MARSHALL RYAN MARESCA:

I’m a total super-hero junkie. I have a steamer trunk in my garage filled with the comics of my teenage years. My favorite shows on television right now are Flash and Arrow. Superheroes are in my blood. That my first novel took the shape of a superhero origin story shouldn’t have been a surprise to me.

But when I first started The Thorn of Dentonhill, I wasn’t planning on writing a superhero book. I was writing a fantasy novel about a magic-student who had a secret life tied to the city’s street gangs and drug trade, fighting his own private war against a drug lord.  It took a while before it was clear to me exactly what The Thorn of Dentonhill was. Boiled down to the High Concept Elevator Pitch: Veranix Calbert is a magic student by day, street vigilante by night. Harry Potter as Spider-man.

The Thorn of Dentonhill was the origin story. Veranix started out harassing a drug lord– Fenmere– for entirely personal reasons.  Trying to disrupt a drug shipment, he ends up stealing two magic items. He decides to use in his fight and becomes “The Thorn”– folk hero for the neighborhood, a symbol to everyone who wants to stand up to Fenmere. He gets Great Power.

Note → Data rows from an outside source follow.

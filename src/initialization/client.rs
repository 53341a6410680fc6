//! HTTP client initialization.
//!
//! This module provides the function that builds the HTTP client used for
//! backend analysis calls.

use std::time::Duration;

use reqwest::ClientBuilder;

use crate::config::Config;
use crate::error_handling::InitializationError;

/// Initializes the HTTP client for the analysis backend.
///
/// Creates a `reqwest::Client` configured with:
/// - User-Agent header from the configuration
/// - Per-request timeout from the configuration
///
/// # Arguments
///
/// * `config` - Engine configuration carrying user-agent and timeout settings
///
/// # Returns
///
/// A configured HTTP client ready for making requests.
///
/// # Errors
///
/// Returns `InitializationError::HttpClientError` if client creation fails.
pub fn init_client(config: &Config) -> Result<reqwest::Client, InitializationError> {
    let client = ClientBuilder::new()
        .timeout(Duration::from_secs(config.timeout_seconds))
        .user_agent(config.user_agent.clone())
        .build()?;
    Ok(client)
}

#[cfg(test)]
mod tests {
    use super::*;

    #[test]
    fn test_init_client_with_defaults() {
        let config = Config::default();
        assert!(init_client(&config).is_ok());
    }
}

When I sat down to write The Alchemy of Chaos, I had fully embraced the kind of story I was telling. It’s a pulpy, action-packed fantasy novel, but it is still a superhero story. More importantly, it’s a superhero sequel.  The Alchemy of Chaos is about what it now means for him to be The Thorn. What he needs to do, what he wants to do, and what doing that could cost him. He deals with the Great Responsibility part of the equation.

So I threw everything I had at him.

Veranix is already overburdened from the start. He’s got several exams, as well as assisting on a special project that he is supposed to be devoting all his free time to. He shouldn’t even be going out as The Thorn, but the drug trade is creeping into the neighborhood he swore to protect.

Then come the pranks. Disturbing magical pranks that start as obnoxious and escalate to dangerous. The first prank affects hits Vernix’s dorm, so he’s immediately engaged. But given everything he already has on his plate, he has to ask himself: Is this his problem? Should it be his problem? Shouldn’t he just trust that someone else, someone official, will take care of it?

Of course he’s not going to trust that. No one puts on a cape (or in this case, a magical cloak) because they think that someone else ought to take care of the problem. They do it because they think they have to, that they’re the only one that can.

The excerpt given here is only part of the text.